Earliest deliveries available are of March 2020 for new order equivalent to a 40ft. container. For repeat orders, the earliest delivery available is of 55 to 60 working days.


Pakistan garment industry is sailing through its fruitful journey amid orders in hand for SS21 season. Further developments are also in progress for FW21. Factories are putting all their resources and efforts to meet the agreed shipment dates. Prices have been firm owing to upward trend of raw material prices in domestic market. Due to full capacities with factories, deliveries have been offered with a lead time of ninety to one hundred and twenty days for the new inquiries.

The ongoing global pandemic has forced the industry to undergo a dramatic transformation that is playing out in real time. A strong brand-supplier relationship is the key to survival. Some apparel brands are appear to be engaging more with their suppliers in key areas like planning and forecasting. According to Better Buying Index report published during end October 2020, this close relation will enhance suppliers’ abilities to plan their production responsibly and provide reliable employment to their workforce.


Domestic yarn market will remain dependent on raw material and domestic cotton prices for next weeks which are expected to remains firm due to shortage of quantity and yarn prices will according to demand and supply.

In the local cotton market, comparatively business was slow down due to expected new COVID 19 waves. It is feared that wave of COVID 19 will increase in coming days as result of which price of cotton may come down. Buyers focused on import of cotton, deprecation of US$ against Pak currency also gave edge to buyers.

Local fabric business expected to remain steady trend for both narrow and wider width looms for coming weeks.

Market remained firm and stable with handsome nominal activity for Export yarn market. Suppliers remained firm with no flexibility in prices whereas customers adopted wait and see sentiment.

Narrow and wider width business activity was good during the week for Far eastern markets and prices were stable however in coming weeks, it is expected that business may slow for European and USA market. Prices may remain stable.

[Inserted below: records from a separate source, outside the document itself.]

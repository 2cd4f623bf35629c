//! `${NAME:default}` substitution over raw config text.
//!
//! Substitution runs before the text is decoded, so a substituted value that
//! breaks the target format's syntax (a quote in JSON, a newline in YAML) is
//! not escaped.

use once_cell::sync::Lazy;
use regex::{Captures, Regex};
use std::borrow::Cow;

static PLACEHOLDER: Lazy<Regex> =
    Lazy::new(|| Regex::new(r"\$\{(\w+):([^}]+)\}").expect("valid regex"));

/// Replace every `${NAME:default}` in `content`.
///
/// `lookup` resolves a variable name; when it returns `None` the literal
/// default is used. A placeholder without a default (`${NAME}` or
/// `${NAME:}`) does not match and is left as-is.
pub fn substitute<'a, F>(content: &'a str, lookup: F) -> Cow<'a, str>
where
    F: Fn(&str) -> Option<String>,
{
    PLACEHOLDER.replace_all(content, |caps: &Captures<'_>| {
        lookup(&caps[1]).unwrap_or_else(|| caps[2].to_string())
    })
}

#[cfg(test)]
mod tests {
    use super::*;
    use std::collections::HashMap;

    fn vars(pairs: &[(&str, &str)]) -> HashMap<String, String> {
        pairs.iter().map(|(k, v)| (k.to_string(), v.to_string())).collect()
    }

    #[test]
    fn default_used_when_unset() {
        let env = vars(&[]);
        let out = substitute("host: ${HOST:localhost}", |n| env.get(n).cloned());
        assert_eq!(out, "host: localhost");
    }

    #[test]
    fn env_value_wins_over_default() {
        let env = vars(&[("HOST", "example.com")]);
        let out = substitute("host: ${HOST:localhost}", |n| env.get(n).cloned());
        assert_eq!(out, "host: example.com");
    }

    #[test]
    fn set_but_empty_variable_still_substitutes() {
        let env = vars(&[("TOKEN", "")]);
        let out = substitute("token = \"${TOKEN:none}\"", |n| env.get(n).cloned());
        assert_eq!(out, "token = \"\"");
    }

    #[test]
    fn multiple_placeholders_on_one_line() {
        let env = vars(&[("PORT", "9090")]);
        let out = substitute("${HOST:0.0.0.0}:${PORT:8080}", |n| env.get(n).cloned());
        assert_eq!(out, "0.0.0.0:9090");
    }

    #[test]
    fn default_stops_at_first_closing_brace() {
        let env = vars(&[]);
        let out = substitute("${A:x}}", |n| env.get(n).cloned());
        assert_eq!(out, "x}");
    }

    #[test]
    fn placeholders_without_default_are_untouched() {
        let env = vars(&[("HOST", "example.com")]);
        let input = "${HOST} ${HOST:} $HOST";
        let out = substitute(input, |n| env.get(n).cloned());
        assert_eq!(out, input);
        assert!(matches!(out, Cow::Borrowed(_)));
    }
}
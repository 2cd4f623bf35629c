//! Command-line interface for confstore
//!
//! Provides `show` and `get` subcommands over a loaded config path.

use anyhow::Result;
use clap::{Parser, Subcommand};
use tracing::Level;
use tracing_subscriber::{fmt, prelude::*, EnvFilter};

mod get;
mod show;
mod utils;

/// Load layered configuration files and inspect the merged result
#[derive(Parser)]
#[command(name = "confstore")]
#[command(author, version, about, long_about = None)]
#[command(propagate_version = true)]
pub struct Cli {
    #[command(subcommand)]
    command: Commands,

    /// Enable verbose logging (sets log level to DEBUG)
    #[arg(short, long, global = true)]
    verbose: bool,
}

#[derive(Subcommand)]
enum Commands {
    /// Print the merged configuration as JSON
    Show(show::ShowArgs),

    /// Print a single value by dotted key
    Get(get::GetArgs),
}

impl Commands {
    fn load_args(&self) -> &utils::LoadArgs {
        match self {
            Commands::Show(args) => &args.load,
            Commands::Get(args) => &args.load,
        }
    }
}

/// `RUST_LOG` when it is set and valid. Otherwise DEBUG for `--verbose`,
/// INFO when `--print` asked for the configuration dump, WARN by default.
fn log_filter(verbose: bool, print: bool) -> EnvFilter {
    EnvFilter::try_from_default_env().unwrap_or_else(|_| {
        let level = if verbose {
            Level::DEBUG
        } else if print {
            Level::INFO
        } else {
            Level::WARN
        };
        EnvFilter::default().add_directive(level.into())
    })
}

pub fn run() -> Result<()> {
    let cli = Cli::parse();

    let filter = log_filter(cli.verbose, cli.command.load_args().print);
    let _ = tracing_subscriber::registry()
        .with(fmt::layer().with_writer(std::io::stderr))
        .with(filter)
        .try_init();

    match cli.command {
        Commands::Show(args) => show::run(args),
        Commands::Get(args) => get::run(args),
    }
}
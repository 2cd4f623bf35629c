//! Get command implementation

use anyhow::Result;
use clap::Args;
use confstore::{ConfigStore, Value};

use super::utils::{load_store, LoadArgs};

#[derive(Args)]
pub struct GetArgs {
    #[command(flatten)]
    pub load: LoadArgs,

    /// Dotted key to look up (e.g. http.port)
    #[arg(value_name = "KEY")]
    pub key: String,

    /// Coerce the value: raw|string|int|bool|float|list|map
    #[arg(long = "as", value_name = "TYPE")]
    pub as_type: Option<String>,

    /// Fail when the key is absent instead of printing the zero value
    #[arg(long)]
    pub strict: bool,
}

#[derive(Debug, Clone, Copy, PartialEq, Eq)]
enum ValueType {
    Raw,
    String,
    Int,
    Bool,
    Float,
    List,
    Map,
}

pub fn run(args: GetArgs) -> Result<()> {
    let value_type = parse_value_type(args.as_type.as_deref())?;
    let store = load_store(&args.load)?;

    if args.strict && !store.contains(&args.key) {
        anyhow::bail!("Key not found: {}", args.key);
    }

    println!("{}", render(&store, &args.key, value_type));
    Ok(())
}

fn parse_value_type(value: Option<&str>) -> Result<ValueType> {
    match value.unwrap_or("raw").to_ascii_lowercase().as_str() {
        "raw" | "json" => Ok(ValueType::Raw),
        "string" | "str" => Ok(ValueType::String),
        "int" | "integer" => Ok(ValueType::Int),
        "bool" | "boolean" => Ok(ValueType::Bool),
        "float" | "float64" => Ok(ValueType::Float),
        "list" | "string-list" => Ok(ValueType::List),
        "map" | "string-map" => Ok(ValueType::Map),
        invalid => {
            anyhow::bail!("Invalid type '{invalid}'. Use: raw|string|int|bool|float|list|map")
        }
    }
}

fn render(store: &ConfigStore, key: &str, value_type: ValueType) -> String {
    match value_type {
        ValueType::Raw => store.get(key).unwrap_or(&Value::Null).to_string(),
        ValueType::String => store.get_string(key),
        ValueType::Int => store.get_int(key).to_string(),
        ValueType::Bool => store.get_bool(key).to_string(),
        ValueType::Float => store.get_float(key).to_string(),
        ValueType::List => store.get_string_list(key).join("\n"),
        ValueType::Map => Value::Object(store.get_string_map(key)).to_string(),
    }
}
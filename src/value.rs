//! Value model for the config store.
//!
//! Every decoded document is normalized into `serde_json::Value`, which is
//! already the tagged union the store needs:
//! `Null | Bool | Number | String | Array | Object`.

pub use serde_json::{Map, Number, Value};

/// A string-keyed mapping of values; the shape of every decoded document.
pub type Mapping = Map<String, Value>;

/// Convert a float into a value, mapping NaN and infinities to `Null` since
/// JSON numbers cannot carry them.
pub(crate) fn float_value(f: f64) -> Value {
    Number::from_f64(f).map(Value::Number).unwrap_or(Value::Null)
}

Garment factories in Pakistan are running in full capacities with sizeable orders in hand. Global brands are working in close liaison with factories in key areas like planning and forecasting to get maximum output.

The bedding and towel exporters might see a downfall of order placements if the prices remain on the higher side, and unless the delivery position improves in the coming days.